On Behalf of | Apr 10, 2019 | Intellectual Property Litigation |

We recently told readers about a lawsuit filed by Car-Freshner Corporation — the owner of the trademark for the iconic tree-shaped car air fresheners — against Bob Ross Inc., called BRI, and its merchandiser for selling air fresheners for vehicles also in the shape of trees. Bob Ross was the famous landscape painter who taught viewers how to paint on television. He was known for telling viewers to mask mistakes using “happy little trees.”

Car-Freshner alleged that BRI’s air fresheners infringed Car-Freshner’s trademark on its tree-shaped fresheners.

Painter’s son files suit

Now, Bob Ross is in the intellectual property news again. His son, Robert Ross, sued BRI through Robert’s company RSR Art, LLC, alleging that RSR Art, and not BRI, the company his parents and others had created, owned the rights to use his deceased father’s intellectual property, including his right of publicity. The right of publicity is the right to use a person’s image, voice, persona, name and other identifying aspects of the person.

Robert Ross was not successful in his lawsuit, which was filed in federal court in Virginia.

The back story

During his lifetime, Bob Ross founded BRI to promote himself commercially. He gave BRI permission to procure registration of five trademarks on his likeness and name. Bob consented to BRI selling merchandise featuring his persona as well as granting licenses to other parties to use it.

Shortly before his death, Bob created a trust and named himself as trustee. An amendment to the trust said that Bob as trustee “shall assign” the interests in his intellectual property to his brother and Robert Ross. Bob instead assigned these interests to himself. A retroactive assignment to the brother and son was executed in 2017, years after Bob’s death.

After Bob died in 1995, BRI continued to create and market Bob Ross merchandise. In 1997, the estate and trust signed a settlement agreement with BRI affirming that all rights to Bob’s intellectual property belonged to BRI.

In 2016, Bob’s brother transferred his rights to Bob’s intellectual property to son Robert. The brother as trustee later transferred these rights to RSR Art (Robert’s company). Shortly thereafter, the brother issued a retroactive transfer of those rights to himself and Robert.

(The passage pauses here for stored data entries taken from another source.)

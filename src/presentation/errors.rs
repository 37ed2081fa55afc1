// Copyright (c) 2025 Kirky.X
//
// Licensed under the MIT License
// See LICENSE file in the project root for full license information.

use axum::{
    http::StatusCode,
    response::{IntoResponse, Response},
    Json,
};
use serde_json::json;
use thiserror::Error;

use crate::domain::services::batch_scrape_service::ScrapeError;
use crate::domain::services::enrichment_service::PipelineError;
use crate::utils::errors::{FetchError, GroupError};

/// 请求校验错误
#[derive(Error, Debug)]
pub enum RequestError {
    #[error("invalid request: {0}")]
    Validation(String),
}

/// 应用错误类型
///
/// 封装所有可能的应用层错误，提供统一的错误处理接口
#[derive(Debug)]
pub struct AppError(anyhow::Error);

impl AppError {
    /// 错误对应的 HTTP 状态码
    pub fn status(&self) -> StatusCode {
        if self.0.downcast_ref::<RequestError>().is_some() {
            return StatusCode::BAD_REQUEST;
        }

        if let Some(error) = self.0.downcast_ref::<PipelineError>() {
            return match error {
                PipelineError::InvalidNotification(_) => StatusCode::BAD_REQUEST,
                PipelineError::Fetch(_) => {
                    if error.is_rate_limited() {
                        StatusCode::SERVICE_UNAVAILABLE
                    } else {
                        StatusCode::BAD_GATEWAY
                    }
                }
                PipelineError::Store(_) => StatusCode::INTERNAL_SERVER_ERROR,
            };
        }

        if let Some(error) = self.0.downcast_ref::<GroupError<ScrapeError>>() {
            return match error.task_error() {
                Some(scrape_error) => scrape_status(scrape_error),
                None => StatusCode::INTERNAL_SERVER_ERROR,
            };
        }

        if let Some(error) = self.0.downcast_ref::<ScrapeError>() {
            return scrape_status(error);
        }

        StatusCode::INTERNAL_SERVER_ERROR
    }
}

fn scrape_status(error: &ScrapeError) -> StatusCode {
    match error.fetch_error() {
        Some(FetchError::InvalidTarget(_)) => StatusCode::BAD_REQUEST,
        Some(fetch_error) if fetch_error.is_rate_limited() => StatusCode::SERVICE_UNAVAILABLE,
        Some(_) => StatusCode::BAD_GATEWAY,
        None => StatusCode::UNPROCESSABLE_ENTITY,
    }
}

impl IntoResponse for AppError {
    fn into_response(self) -> Response {
        let status = self.status();
        let body = Json(json!({ "error": self.0.to_string() }));
        (status, body).into_response()
    }
}

impl<E> From<E> for AppError
where
    E: Into<anyhow::Error>,
{
    fn from(err: E) -> Self {
        Self(err.into())
    }
}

In his lawsuit, Robert through RSR Art alleged that BRI had misappropriated Bob Ross’s right of publicity and made false representations in selling Bob Ross products. The suit also asked that BRI’s trademarks be cancelled.

Court’s conclusions

The court granted summary judgment to BRI because it concluded that RSR Art did not own Bob’s intellectual property rights and because Robert and his company had filed their suit too late. The evidence showed that Bob Ross had given full rights to his right of publicity and other intellectual property to BRI. Because he no longer owned the intellectual property, he did not have the power to transfer it to the trust he later created. In addition, the settlement agreements confirmed that BRI owned all rights. 

The case is available on Westlaw at 2019 WL 1460873.